Good resource for building restful API

Question

I am looking for a good resource which will show me the right way for building a restful API. Interesting topics: Authentication in particular and security in general, performance, scalability, best practices and other useful things.

I am going to build it in PHP (Slim or Silex) and before I begin I would like to think about the whole design so I can go the right way from the beginning.

There are a lot of info and posts all around the web but all of them adopt different practices and approaches.

Is there something which seems like a "standard" in the restful world?

Answer 1

Is there something which seems like a "standard" in the restful world?

Not beyond the level of using HTTP. There's a bunch of media types for encoding of API data (see hypermedia below), a lot of different best practices and a good amount of RFC's that covers various aspects of working with HTTP (like for instance authorization using OAuth2).

Here's a compilation of resources worth reading ... I think you will get the most out of reading through one or two of the books.

Authorative resources

• Fieldings original thesis on REST: http://www.ics.uci.edu/~fielding/pubs/dissertation/top.htm

Books

• RESTful Web APIs: http://shop.oreilly.com/product/0636920028468.do
• RESTful Web Services Cookbook: http://shop.oreilly.com/product/9780596801694.do
• REST in Practice : http://shop.oreilly.com/product/9780596805838.do
• RESTful Web Services: http://amzn.com/0596529260
• Web API Design: https://pages.apigee.com/web-api-design-website-h-ebook-registration.html
• InfoQ E-magazine on REST: http://www.infoq.com/minibooks/emag-rest

Authentication

• Basic considerations: http://soabits.blogspot.dk/2014/02/api-authentication-considerations-and.html
• OAuth2 spec: https://www.rfc-editor.org/rfc/rfc6749

Error handling

• Best practices: http://soabits.blogspot.dk/2013/05/error-handling-considerations-and-best.html
• "vnd.error" a media type for error details: https://github.com/blongden/vnd.error
• Problem details for HTTP APIs: https://datatracker.ietf.org/doc/html/draft-ietf-appsawg-http-problem-00

Hypermedia

• Fielding's fameous rant: http://roy.gbiv.com/untangled/2008/rest-apis-must-be-hypertext-driven
• Selling the benefits of hypermedia: http://soabits.blogspot.dk/2013/12/selling-benefits-of-hypermedia.html
• HAL media type: HAL: http://stateless.co/hal_specification.html
• Sirene media type: Sirene: https://github.com/kevinswiber/siren
• Collection+JSON: http://amundsen.com/media-types/collection/format/
• JSON API: http://jsonapi.org/
• Hydra: http://www.markus-lanthaler.com/hydra/
• RFC 5988 Web Linking https://www.rfc-editor.org/rfc/rfc5988

URL structures

• Basic considerations: http://soabits.blogspot.dk/2013/10/url-structures-and-hyper-media-for-web.html

Partial updates

• Considerations about partial updates: http://soabits.blogspot.dk/2013/01/http-put-patch-or-post-partial-updates.html
• JSON-Patch: https://www.rfc-editor.org/rfc/rfc6902

Answer 2

Some consideration about PHP for building rest APIs

PHP is a widely used technology since many years.
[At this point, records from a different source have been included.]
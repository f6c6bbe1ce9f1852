//! Loading checklists from JSON.
//!
//! A checklist file is a JSON array:
//!
//! ```json
//! [
//!   { "key": "x-frame-options" },
//!   { "key": "Content-Security-Policy",
//!     "expected_substrings": ["www.googletagmanager.com"],
//!     "label": "CSP allows tag manager" }
//! ]
//! ```

use std::path::Path;

use log::debug;
use serde::Deserialize;

use super::HeaderCheck;
use crate::error_handling::ChecklistError;

#[derive(Debug, Deserialize)]
#[serde(deny_unknown_fields)]
struct ChecklistEntry {
    key: String,
    #[serde(default)]
    expected_substrings: Vec<String>,
    #[serde(default)]
    label: String,
}

/// Parses checklist JSON.
///
/// `source` names the origin of the text in error messages.
///
/// # Errors
///
/// Returns `ChecklistError::Parse` for malformed JSON,
/// `ChecklistError::InvalidHeaderName` for a bad key, and
/// `ChecklistError::Empty` for an empty array.
pub fn parse_checklist(json: &str, source: &Path) -> Result<Vec<HeaderCheck>, ChecklistError> {
    let entries: Vec<ChecklistEntry> =
        serde_json::from_str(json).map_err(|source_err| ChecklistError::Parse {
            path: source.to_path_buf(),
            source: source_err,
        })?;

    if entries.is_empty() {
        return Err(ChecklistError::Empty);
    }

    entries
        .into_iter()
        .map(|entry| HeaderCheck::containing(&entry.key, &entry.label, entry.expected_substrings))
        .collect()
}

/// Reads and parses a checklist file.
///
/// # Errors
///
/// Returns `ChecklistError::Io` if the file cannot be read, otherwise the
/// errors of [`parse_checklist`].
pub fn load_checklist(path: &Path) -> Result<Vec<HeaderCheck>, ChecklistError> {
    let json = std::fs::read_to_string(path).map_err(|source| ChecklistError::Io {
        path: path.to_path_buf(),
        source,
    })?;
    let checklist = parse_checklist(&json, path)?;
    debug!(
        "Loaded {} checks from {}",
        checklist.len(),
        path.display()
    );
    Ok(checklist)
}
//! Tests for CLI option parsing.

use clap::Parser;
use header_audit::{build_checklist, build_request, Config, FailOn, LogFormat, LogLevel, Profile};
use std::path::PathBuf;

#[test]
fn test_cli_url_option() {
    let config = Config::try_parse_from([
        "header_audit",
        "--url",
        "https://localhost:3443/uploads/avatar.png",
        "--insecure",
        "--profile",
        "uploads",
    ])
    .expect("Should parse");

    let request = build_request(&config).expect("valid request");
    assert!(request.use_tls());
    assert!(!request.verify_tls_cert());
    assert_eq!(request.port(), 3443);
    assert_eq!(request.path(), "/uploads/avatar.png");
    assert_eq!(build_checklist(&config).unwrap(), Profile::Uploads.checklist());
}

#[test]
fn test_cli_host_port_path() {
    let config = Config::try_parse_from([
        "header_audit",
        "--host",
        "127.0.0.1",
        "--port",
        "5000",
        "--path",
        "/api/health",
        "--tls",
    ])
    .expect("Should parse");

    let request = build_request(&config).expect("valid request");
    assert_eq!(request.url(), "https://127.0.0.1:5000/api/health");
    assert!(request.verify_tls_cert());
}

#[test]
fn test_cli_checklist_timeout_and_logging() {
    let config = Config::try_parse_from([
        "header_audit",
        "--checklist",
        "checks/analytics.json",
        "--timeout-seconds",
        "3",
        "--fail-on",
        "never",
        "--log-level",
        "debug",
        "--log-format",
        "json",
    ])
    .expect("Should parse");

    assert_eq!(config.checklist, Some(PathBuf::from("checks/analytics.json")));
    assert_eq!(config.timeout_seconds, 3);
    assert_eq!(config.fail_on, FailOn::Never);
    assert_eq!(config.log_level, Some(LogLevel::Debug));
    assert_eq!(config.log_format, LogFormat::Json);
}

#[test]
fn test_cli_rejects_invalid_port() {
    assert!(Config::try_parse_from(["header_audit", "--port", "70000"]).is_err());
    assert!(Config::try_parse_from(["header_audit", "--fail-on", "sometimes"]).is_err());
}
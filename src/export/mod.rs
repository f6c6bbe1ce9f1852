//! Report rendering.
//!
//! This module renders an [`AuditReport`](crate::AuditReport) for the
//! operator: a plain-text report with a raw header dump, or a single JSON
//! document for scripts.

mod json;
mod plain;

pub use json::render_json;
pub use plain::render_plain;
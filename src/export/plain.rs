//! Plain-text report.

use colored::*;

use crate::audit::CheckOutcome;
use crate::AuditReport;

fn describe_outcome(outcome: &CheckOutcome) -> String {
    let check = outcome.check();
    let status = if outcome.passed() {
        "PASS".green().bold()
    } else {
        "FAIL".red().bold()
    };

    let detail = match outcome.value() {
        None => "header missing".to_string(),
        Some(value) if check.is_presence_only() => value.to_string(),
        Some(_) => {
            let mut parts = Vec::new();
            if !outcome.matched_substrings().is_empty() {
                parts.push(format!("found {}", outcome.matched_substrings().join(", ")));
            }
            if !outcome.missing_substrings().is_empty() {
                parts.push(format!(
                    "missing {}",
                    outcome.missing_substrings().join(", ")
                ));
            }
            parts.join("; ")
        }
    };

    format!("  {} {} ({}): {}", status, check.label(), check.key(), detail)
}

/// Renders the report as human-readable text.
///
/// One line per check in checklist order, a summary line, then every
/// response header sorted by name.
pub fn render_plain(report: &AuditReport) -> String {
    let result = &report.result;
    let mut lines = Vec::with_capacity(result.outcomes().len() + result.headers().len() + 6);

    lines.push(format!(
        "{} {} {} -> {}",
        "Security header audit:".bold(),
        report.method,
        report.url,
        result.status_code()
    ));
    lines.push(String::new());

    lines.extend(result.outcomes().iter().map(describe_outcome));

    lines.push(String::new());
    let summary = format!(
        "{}/{} checks passed in {:.2}s",
        result.passed_count(),
        result.outcomes().len(),
        report.elapsed_seconds
    );
    lines.push(if result.all_passed() {
        summary.green().to_string()
    } else {
        summary.red().to_string()
    });

    lines.push(String::new());
    lines.push("Response headers:".bold().to_string());
    if result.headers().is_empty() {
        lines.push("  (none)".to_string());
    }
    for (name, value) in result.headers() {
        lines.push(format!("  {}: {}", name.cyan(), value));
    }

    lines.join("\n")
}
But during this long period it has shown some relevant problems: it became a monstrous technology and its usage has shown some security vulnerability like SQL injection, lack of a centralized packaging registry, inconsistent API and subpar performance. For building REST apis there are more modern technologies, like Ruby on Rails and Django, or Node.js, which is easily approachable.

Using PHP for building Rest APIS

You can of course build your apis in php also if better technologies have born in last years. Many companies still uses it in production environments. You can choose two different approach to build your infrastructure:

1. building everything from scratch interfacing directly with PHP APIs.
2. staying on an upper level and interface with third party, open source libraries to perform some tedious processes like routing, authentication and so on.
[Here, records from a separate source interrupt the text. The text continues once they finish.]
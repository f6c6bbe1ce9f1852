//! Header checklists.
//!
//! A checklist is an ordered list of [`HeaderCheck`]s. Each check names a
//! response header that must be present and, optionally, literal fragments
//! its value must contain. Checklists come from the built-in
//! [`Profile`](crate::Profile)s or from a JSON file.

mod load;
mod profiles;

use serde::Serialize;

use crate::error_handling::ChecklistError;

pub use load::{load_checklist, parse_checklist};
pub use profiles::merge_checklists;

/// A single header expectation.
///
/// Keys are lowercase header names. An empty `expected_substrings` means the
/// header only has to be present.
#[derive(Debug, Clone, PartialEq, Eq, Serialize)]
pub struct HeaderCheck {
    key: String,
    expected_substrings: Vec<String>,
    label: String,
}

impl HeaderCheck {
    /// A check that passes whenever the header is present.
    ///
    /// # Errors
    ///
    /// Returns `ChecklistError::InvalidHeaderName` if `key` is not a valid
    /// HTTP header name.
    pub fn present(key: &str, label: &str) -> Result<Self, ChecklistError> {
        Self::containing(key, label, std::iter::empty::<&str>())
    }

    /// A check that requires the header to contain every one of `substrings`.
    ///
    /// Duplicate and empty fragments are dropped; order is kept for reporting.
    ///
    /// # Errors
    ///
    /// Returns `ChecklistError::InvalidHeaderName` if `key` is not a valid
    /// HTTP header name.
    pub fn containing<I, S>(key: &str, label: &str, substrings: I) -> Result<Self, ChecklistError>
    where
        I: IntoIterator<Item = S>,
        S: Into<String>,
    {
        let key = normalize_key(key)?;
        let mut expected_substrings: Vec<String> = Vec::new();
        for fragment in substrings {
            let fragment = fragment.into();
            if !fragment.is_empty() && !expected_substrings.contains(&fragment) {
                expected_substrings.push(fragment);
            }
        }
        let label = if label.trim().is_empty() {
            key.clone()
        } else {
            label.trim().to_string()
        };
        Ok(Self {
            key,
            expected_substrings,
            label,
        })
    }

    /// Lowercase header name.
    pub fn key(&self) -> &str {
        &self.key
    }

    /// Fragments the header value must contain.
    pub fn expected_substrings(&self) -> &[String] {
        &self.expected_substrings
    }

    /// Human-readable name used in reports.
    pub fn label(&self) -> &str {
        &self.label
    }

    /// True when the check only asks for the header to be present.
    pub fn is_presence_only(&self) -> bool {
        self.expected_substrings.is_empty()
    }

    /// Adds fragments from `other`, keeping this check's key and label.
    pub(crate) fn absorb(&mut self, other: &HeaderCheck) {
        for fragment in &other.expected_substrings {
            if !self.expected_substrings.contains(fragment) {
                self.expected_substrings.push(fragment.clone());
            }
        }
    }
}

/// Validates a header name and lowercases it.
fn normalize_key(key: &str) -> Result<String, ChecklistError> {
    let trimmed = key.trim();
    reqwest::header::HeaderName::from_bytes(trimmed.as_bytes())
        .map(|name| name.as_str().to_string())
        .map_err(|_| ChecklistError::InvalidHeaderName(key.to_string()))
}

#[cfg(test)]
mod tests {
    use super::*;

    #[test]
    fn test_key_is_lowercased() {
        let check = HeaderCheck::present("Content-Security-Policy", "CSP").unwrap();
        assert_eq!(check.key(), "content-security-policy");
        assert_eq!(check.label(), "CSP");
        assert!(check.is_presence_only());
    }

    #[test]
    fn test_invalid_key_rejected() {
        assert!(matches!(
            HeaderCheck::present("x frame options", ""),
            Err(ChecklistError::InvalidHeaderName(_))
        ));
        assert!(matches!(
            HeaderCheck::present("", ""),
            Err(ChecklistError::InvalidHeaderName(_))
        ));
    }

    #[test]
    fn test_label_defaults_to_key() {
        let check = HeaderCheck::present("X-Frame-Options", "  ").unwrap();
        assert_eq!(check.label(), "x-frame-options");
    }

    #[test]
    fn test_substrings_deduplicated_in_order() {
        let check = HeaderCheck::containing(
            "content-security-policy",
            "CSP",
            ["b.example", "a.example", "b.example", ""],
        )
        .unwrap();
        assert_eq!(check.expected_substrings(), ["b.example", "a.example"]);
        assert!(!check.is_presence_only());
    }

    #[test]
    fn test_absorb_unions_substrings() {
        let mut check =
            HeaderCheck::containing("content-security-policy", "CSP", ["a.example"]).unwrap();
        let other = HeaderCheck::containing(
            "content-security-policy",
            "Other",
            ["a.example", "b.example"],
        )
        .unwrap();
        check.absorb(&other);
        assert_eq!(check.expected_substrings(), ["a.example", "b.example"]);
        assert_eq!(check.label(), "CSP");
    }
}
//! Logger initialization.
//!
//! This module provides functions to initialize the logger with custom formatting.

use std::io::Write;

use crate::config::{LogFormat, DEFAULT_LOG_LEVEL};
use crate::error_handling::InitializationError;
use colored::*;
use log::LevelFilter;

/// Initializes the logger with the specified level and format.
///
/// Configures `env_logger` with custom formatting. Supports both plain text
/// (with colors) and JSON formats for structured logging. Logs go to stderr,
/// so they never mix with the report on stdout.
///
/// An explicit `level` overrides `RUST_LOG`. Without one, `RUST_LOG` decides
/// when it is set, and warnings and errors are shown otherwise.
///
/// # Errors
///
/// Returns `InitializationError::LoggerError` if a logger is already installed.
///
/// # Examples
///
/// ```bash
/// # Show the request and response summary
/// header_audit --log-level debug
///
/// # Per-module filtering via RUST_LOG (leave --log-level unset)
/// RUST_LOG=header_audit=debug,reqwest=debug header_audit
/// ```
pub fn init_logger_with(
    level: Option<LevelFilter>,
    format: LogFormat,
) -> Result<(), InitializationError> {
    let env_filters = std::env::var("RUST_LOG")
        .ok()
        .filter(|filters| !filters.trim().is_empty());
    let mut builder = filter_builder(level, env_filters.as_deref());

    match format {
        LogFormat::Json => {
            builder.format(|buf, record| {
                writeln!(
                    buf,
                    "{{\"ts\":{},\"level\":\"{}\",\"target\":\"{}\",\"msg\":{}}}",
                    chrono::Utc::now().timestamp_millis(),
                    record.level(),
                    record.target(),
                    serde_json::to_string(&record.args().to_string())
                        .unwrap_or_else(|_| "\"\"".into())
                )
            });
        }
        LogFormat::Plain => {
            builder.format(|buf, record| {
                let level = record.level();
                let colored_level = match level {
                    log::Level::Error => level.to_string().red(),
                    log::Level::Warn => level.to_string().yellow(),
                    log::Level::Info => level.to_string().green(),
                    log::Level::Debug => level.to_string().blue(),
                    log::Level::Trace => level.to_string().purple(),
                };

                writeln!(
                    buf,
                    "{} [{}] {}",
                    record.target().cyan(),
                    colored_level,
                    record.args()
                )
            });
        }
    }

    // try_init() so a second initialization (tests) is an error, not a panic
    builder.try_init().map_err(InitializationError::from)?;

    Ok(())
}

/// Builds the level filters from an optional explicit level and `RUST_LOG` directives.
fn filter_builder(level: Option<LevelFilter>, env_filters: Option<&str>) -> env_logger::Builder {
    let mut builder = env_logger::Builder::new();
    if let Some(filters) = env_filters {
        builder.parse_filters(filters);
    }

    let level = match (level, env_filters) {
        (Some(level), _) => level,
        (None, Some(_)) => return builder,
        (None, None) => DEFAULT_LOG_LEVEL,
    };

    builder.filter_level(level);
    builder.filter_module("reqwest", LevelFilter::Info.min(level));
    builder.filter_module("hyper", LevelFilter::Info.min(level));
    builder.filter_module("hyper_util", LevelFilter::Info.min(level));
    builder.filter_module("rustls", LevelFilter::Warn.min(level));
    builder.filter_module("header_audit", level);
    builder
}

#[cfg(test)]
mod tests {
    use super::*;
    use log::{Level, Log, Metadata};

    fn enabled(logger: &env_logger::Logger, target: &str, level: Level) -> bool {
        logger.enabled(&Metadata::builder().target(target).level(level).build())
    }

    #[test]
    fn test_init_logger_does_not_panic() {
        // env_logger can only be initialized once per process; either outcome is fine
        let _ = init_logger_with(Some(LevelFilter::Info), LogFormat::Plain);
        let second = init_logger_with(Some(LevelFilter::Debug), LogFormat::Json);
        assert!(second.is_err());
    }

    #[test]
    fn test_rust_log_directives_apply_without_explicit_level() {
        let logger = filter_builder(None, Some("header_audit=debug,reqwest=debug")).build();
        assert!(enabled(&logger, "header_audit::audit", Level::Debug));
        assert!(enabled(&logger, "reqwest::connect", Level::Debug));
        assert!(!enabled(&logger, "hyper::proto", Level::Debug));
    }

    #[test]
    fn test_explicit_level_overrides_rust_log() {
        let logger = filter_builder(Some(LevelFilter::Warn), Some("header_audit=debug")).build();
        assert!(!enabled(&logger, "header_audit::audit", Level::Debug));
        assert!(enabled(&logger, "header_audit::audit", Level::Warn));
    }

    #[test]
    fn test_default_level_caps_dependencies() {
        let logger = filter_builder(None, None).build();
        assert!(enabled(&logger, "header_audit", Level::Warn));
        assert!(!enabled(&logger, "header_audit", Level::Info));

        let logger = filter_builder(Some(LevelFilter::Trace), None).build();
        assert!(enabled(&logger, "header_audit::fetch", Level::Trace));
        assert!(!enabled(&logger, "reqwest::connect", Level::Debug));
        assert!(enabled(&logger, "rustls::client", Level::Warn));
        assert!(!enabled(&logger, "rustls::client", Level::Info));
    }
}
The second approach lets you save time and focus more on your business logic, by delegating some common operations to trusted third party written code.

For example you can check these libraries that are commonly used in PHP applications to get the job done faster:

1. https://github.com/chriso/klein.php helps you performing the routing

2. https://github.com/PHPAuth/PHPAuth help you with authentication process (check also https://github.com/firebase/php-jwt for stateless authentication).

3. https://github.com/mongodb/mongo-php-driver (mongodb) or https://github.com/cagartner/sql-anywhere-client (SQL) You will need to interface with a database and this links are examples of some clients libraries that helps you with the job

Using something like node.js

Node.js is a modern technologies built to allow people do what you are going to do. It's fast, scalable (php is less), easy to use and has a very frenetic community that write code and share open source.

For example, using http://expressjs.com/ you can manage the whole routing of your application in minutes. You write your application in javascript so you will have to worry about physiological javascript's problems (closures, async calls etc.), but after have solved this quite tricky part, with node.js you will build a more efficient rest APIs, and your server will need less CPU and power to accepting and answering requests.